Erradicar la guerra para sembrar paz fue el mensaje que marcó la jornada histórica vivida en el corregimiento de Llorente, Distrito de Tumaco donde el Presidente de la República, Gustavo Petro y el Gobernador de Nariño, Luis Alfonso Escobar, entregaron tierras a comunidades indígenas, afrodescendientes y campesinas de la costa pacífica nariñense, haciendo realidad un sueño postergado por décadas que abre caminos de vida, dignidad y futuro en el territorio.
La presencia conjunta del Gobierno Nacional y la Gobernación de Nariño representó un hito para una región históricamente golpeada por la violencia y el abandono, y que hoy avanza hacia la transformación territorial gracias a la decisión de las comunidades de dejar atrás la ilegalidad y apostarle a la producción de alimentos, la legalidad y la paz.
Durante su intervención, el Presidente Gustavo Petro afirmó que la paz se construye cuando la palabra del pueblo se convierte en decisión colectiva. “El camino de la paz no lo marca un discurso ni una poesía; lo marca el pueblo cuando convierte la palabra en decisión. Cuando las comunidades dicen que los cultivos ilícitos solo llevan a la sangre y que la paz está en construir una vida diferente, no son simples palabras: es la realidad que hoy vive Tumaco. La violencia no nace de la tierra, sino de su uso codicioso”, señaló.

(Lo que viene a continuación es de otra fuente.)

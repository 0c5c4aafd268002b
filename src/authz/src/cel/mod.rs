//! CEL (Common Expression Language) expression engine for policy evaluation
//!
//! Conditions are compiled and executed by `cel-interpreter`. This module
//! adds the request context, the authorization helper functions, a compiled
//! program cache, and the fail-closed boundary the decision path relies on.

pub mod context;
pub mod convert;
pub mod engine;
pub mod error;
pub mod functions;

pub use cel_interpreter::Program;
pub use context::EvalContext;
pub use engine::{compile, CacheStats, Engine, MAX_EXPRESSION_LENGTH, MAX_NESTING_DEPTH};
pub use error::{CelError, Result};
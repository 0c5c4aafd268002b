//! Shared fixtures for integration tests

#![allow(dead_code)]

use authz_policy_engine::{
    CheckRequest, DerivedRoleDefinition, DerivedRolesPolicy, PolicyRule, Principal, Resource,
    ResourcePolicy,
};
use tracing_subscriber::EnvFilter;

/// Install a test subscriber once; later calls are ignored
pub fn init_tracing() {
    let _ = tracing_subscriber::fmt()
        .with_env_filter(
            EnvFilter::try_from_default_env().unwrap_or_else(|_| EnvFilter::new("warn")),
        )
        .with_test_writer()
        .try_init();
}

/// Document policy used across tests
///
/// * `viewer` may read
/// * `owner` (derived) may edit
/// * nobody may delete an archived document
pub fn document_policy() -> ResourcePolicy {
    ResourcePolicy::new("document")
        .with_name("document-policy")
        .with_rule(PolicyRule::allow(["read"]).with_roles(["viewer"]).named("viewer-read"))
        .with_rule(
            PolicyRule::allow(["edit"])
                .with_derived_roles(["owner"])
                .named("owner-edit"),
        )
        .with_rule(
            PolicyRule::deny(["delete"])
                .with_condition("resource.attributes.status == 'archived'")
                .named("no-archived-delete"),
        )
        .with_rule(PolicyRule::allow(["delete"]).with_derived_roles(["owner"]).named("owner-delete"))
}

pub fn owner_roles() -> DerivedRolesPolicy {
    DerivedRolesPolicy::new("common-roles").with_definition(
        DerivedRoleDefinition::new("owner", ["viewer"])
            .with_condition("resource.attributes.ownerId == principal.id"),
    )
}

pub fn document_request(principal: &str, owner: &str, actions: &[&str]) -> CheckRequest {
    CheckRequest::new(
        Principal::new(principal).with_role("viewer"),
        Resource::new("document", "doc-1")
            .with_attribute("ownerId", owner)
            .with_attribute("status", "active"),
        actions.to_vec(),
    )
}
//! Resolver tests covering parent role gating, conditions, and set semantics

use super::resolver::DerivedRolesResolver;
use crate::policy::{DerivedRoleDefinition, DerivedRolesPolicy};
use crate::types::{Principal, Resource};
use serde_json::json;
use std::collections::{BTreeSet, HashMap};

fn owner_policy() -> DerivedRolesPolicy {
    DerivedRolesPolicy::new("common-roles").with_definition(
        DerivedRoleDefinition::new("owner", ["user"])
            .with_condition("resource.attributes.ownerId == principal.id"),
    )
}

fn names(roles: &BTreeSet<String>) -> Vec<&str> {
    roles.iter().map(String::as_str).collect()
}

// ============================================================================
// Gating
// ============================================================================

#[test]
fn test_owner_requires_parent_role_and_condition() {
    let resolver = DerivedRolesResolver::default();
    let policy = owner_policy();
    let doc = Resource::new("document", "d1").with_attribute("ownerId", "alice");

    let user = Principal::new("alice").with_role("user");
    assert_eq!(names(&resolver.resolve(&user, &doc, None, [&policy])), vec!["owner"]);

    // condition passes, parent role missing
    let guest = Principal::new("alice").with_role("guest");
    assert!(resolver.resolve(&guest, &doc, None, [&policy]).is_empty());

    // parent role present, condition fails
    let other_doc = Resource::new("document", "d1").with_attribute("ownerId", "bob");
    assert!(resolver.resolve(&user, &other_doc, None, [&policy]).is_empty());
}

#[test]
fn test_empty_parent_roles_is_unconditional_on_roles() {
    let resolver = DerivedRolesResolver::default();
    let policy = DerivedRolesPolicy::new("roles").with_definition(
        DerivedRoleDefinition::new("internal", Vec::<String>::new())
            .with_condition("auxData.network == 'corp'"),
    );

    let nobody = Principal::new("svc");
    let resource = Resource::new("report", "r1");
    let mut aux = HashMap::new();
    aux.insert("network".to_string(), json!("corp"));

    let roles = resolver.resolve(&nobody, &resource, Some(&aux), [&policy]);
    assert!(roles.contains("internal"));
    assert!(resolver.resolve(&nobody, &resource, None, [&policy]).is_empty());
}

#[test]
fn test_definition_without_condition() {
    let resolver = DerivedRolesResolver::default();
    let policy = DerivedRolesPolicy::new("roles")
        .with_definition(DerivedRoleDefinition::new("staff", ["employee", "contractor"]));

    let contractor = Principal::new("c1").with_role("contractor");
    let roles = resolver.resolve(&contractor, &Resource::new("x", "1"), None, [&policy]);
    assert_eq!(names(&roles), vec!["staff"]);
}

#[test]
fn test_wildcard_parent_roles() {
    let resolver = DerivedRolesResolver::default();
    let policy = DerivedRolesPolicy::new("roles")
        .with_definition(DerivedRoleDefinition::new("org_admin", ["admin:*"]))
        .with_definition(DerivedRoleDefinition::new("any_viewer", ["*:viewer"]));

    let principal = Principal::new("p").with_roles(["admin:billing", "project:viewer"]);
    let roles = resolver.resolve(&principal, &Resource::new("x", "1"), None, [&policy]);
    assert_eq!(names(&roles), vec!["any_viewer", "org_admin"]);

    let plain = Principal::new("p").with_role("admin");
    assert!(resolver.resolve(&plain, &Resource::new("x", "1"), None, [&policy]).is_empty());
}

// ============================================================================
// Set semantics and failure handling
// ============================================================================

#[test]
fn test_duplicate_names_across_policies_collapse() {
    let resolver = DerivedRolesResolver::default();
    let first = owner_policy();
    let second = DerivedRolesPolicy::new("more-roles")
        .with_definition(DerivedRoleDefinition::new("owner", ["admin"]));

    let principal = Principal::new("alice").with_roles(["user", "admin"]);
    let doc = Resource::new("document", "d1").with_attribute("ownerId", "alice");

    let roles = resolver.resolve(&principal, &doc, None, [&first, &second]);
    assert_eq!(roles.len(), 1);
}

#[test]
fn test_broken_condition_never_grants() {
    let resolver = DerivedRolesResolver::default();
    let policy = DerivedRolesPolicy::new("roles")
        .with_definition(DerivedRoleDefinition::new("bad_syntax", ["user"]).with_condition("((("))
        .with_definition(
            DerivedRoleDefinition::new("missing_path", ["user"])
                .with_condition("resource.attributes.a.b.c == principal.id"),
        )
        .with_definition(
            DerivedRoleDefinition::new("type_error", ["user"])
                .with_condition("principal.id > 3"),
        );

    let principal = Principal::new("alice").with_role("user");
    let roles = resolver.resolve(&principal, &Resource::new("doc", "1"), None, [&policy]);
    assert!(roles.is_empty());
}

#[test]
fn test_no_policies_no_roles() {
    let resolver = DerivedRolesResolver::default();
    let principal = Principal::new("alice").with_role("user");
    let roles = resolver.resolve(&principal, &Resource::new("doc", "1"), None, Vec::<&DerivedRolesPolicy>::new());
    assert!(roles.is_empty());
}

El Gobierno Nacional informó que en Tumaco se han erradicado voluntariamente 2.835 hectáreas, hoy destinadas a la siembra de alimentos y economías legales, entre ellos, cacao, yuca, plátano, palma y aguacate, como resultado de un proceso concertado con las comunidades. Esta transformación permite contener los cultivos ilícitos y debilitar las economías criminales en un contexto en el que el país alcanzó en 2025 la mayor incautación de cocaína de su historia.
El Gobernador de Nariño, Luis Alfonso Escobar, destacó que la paz que hoy se construye en Tumaco es fruto del cumplimiento y la presencia real del Estado en el territorio. “Tumaco pasó de ser uno de los municipios más violentos del país a cerrar 2025 con una de las tasas de homicidio más bajas. Durante 35 años fue el primer municipio en siembra de coca y hoy ya no lo es. Esto no se logró persiguiendo campesinos, sino entregando tierra, dialogando y sustituyendo cultivos ilícitos por economías legales. Hoy aquí estamos haciendo la paz”, expresó el mandatario departamental.
Por su parte, la Directora de la Dirección de Sustitución de Cultivos de Uso Ilícito, Gloria Miranda, dio a conocer que este proceso se construyó escuchando a las comunidades y rompiendo con las prácticas del pasado. “Hoy son más de 22.000 familias en Tumaco las que avanzan en procesos de sustitución. No llegamos con fumigaciones ni con imposiciones; llegamos a preguntar y las comunidades nos dijeron que querían dejar la coca. Este programa se sostiene en transformación territorial, proyectos productivos y acceso a la tierra”, indicó la funcionaria.
Desde las comunidades indígenas, la entrega de tierras fue asumida como un acto de vida y esperanza. José Melo Chingal, integrante del Consejo de Mayores del Resguardo Magüí – UNIPA, afirmó que el territorio es la base de la existencia. “El indígena no vive sin territorio; territorio es vida. Hoy agradecemos al Presidente y al Gobernador de Nariño porque llegaron al territorio. No queremos coca, queremos tierra para sembrar comida y vivir en paz. Sin tierra no hay futuro”, señaló.
En el mismo sentido, Hernando Rodríguez Paí, guardia indígena del resguardo La Brava – ORIPAP, destacó que esta decisión impacta a todo el pueblo Awá. “Este es un sueño que esperábamos desde hace muchos años. Estas tierras no solo benefician a un resguardo, sino a todo el pueblo Awá de Tumaco. Aquí está el desarrollo: cambiar los cultivos ilícitos por economías legales, generar empleo y darles futuro a nuestros jóvenes”, expresó.
La entrega de tierras en Llorente ratifica el compromiso del Gobierno Nacional y la Gobernación de Nariño con erradicar la guerra desde la raíz y sembrar paz con hechos, junto a las comunidades indígenas, afrodescendientes y campesinas del Pacífico nariñense.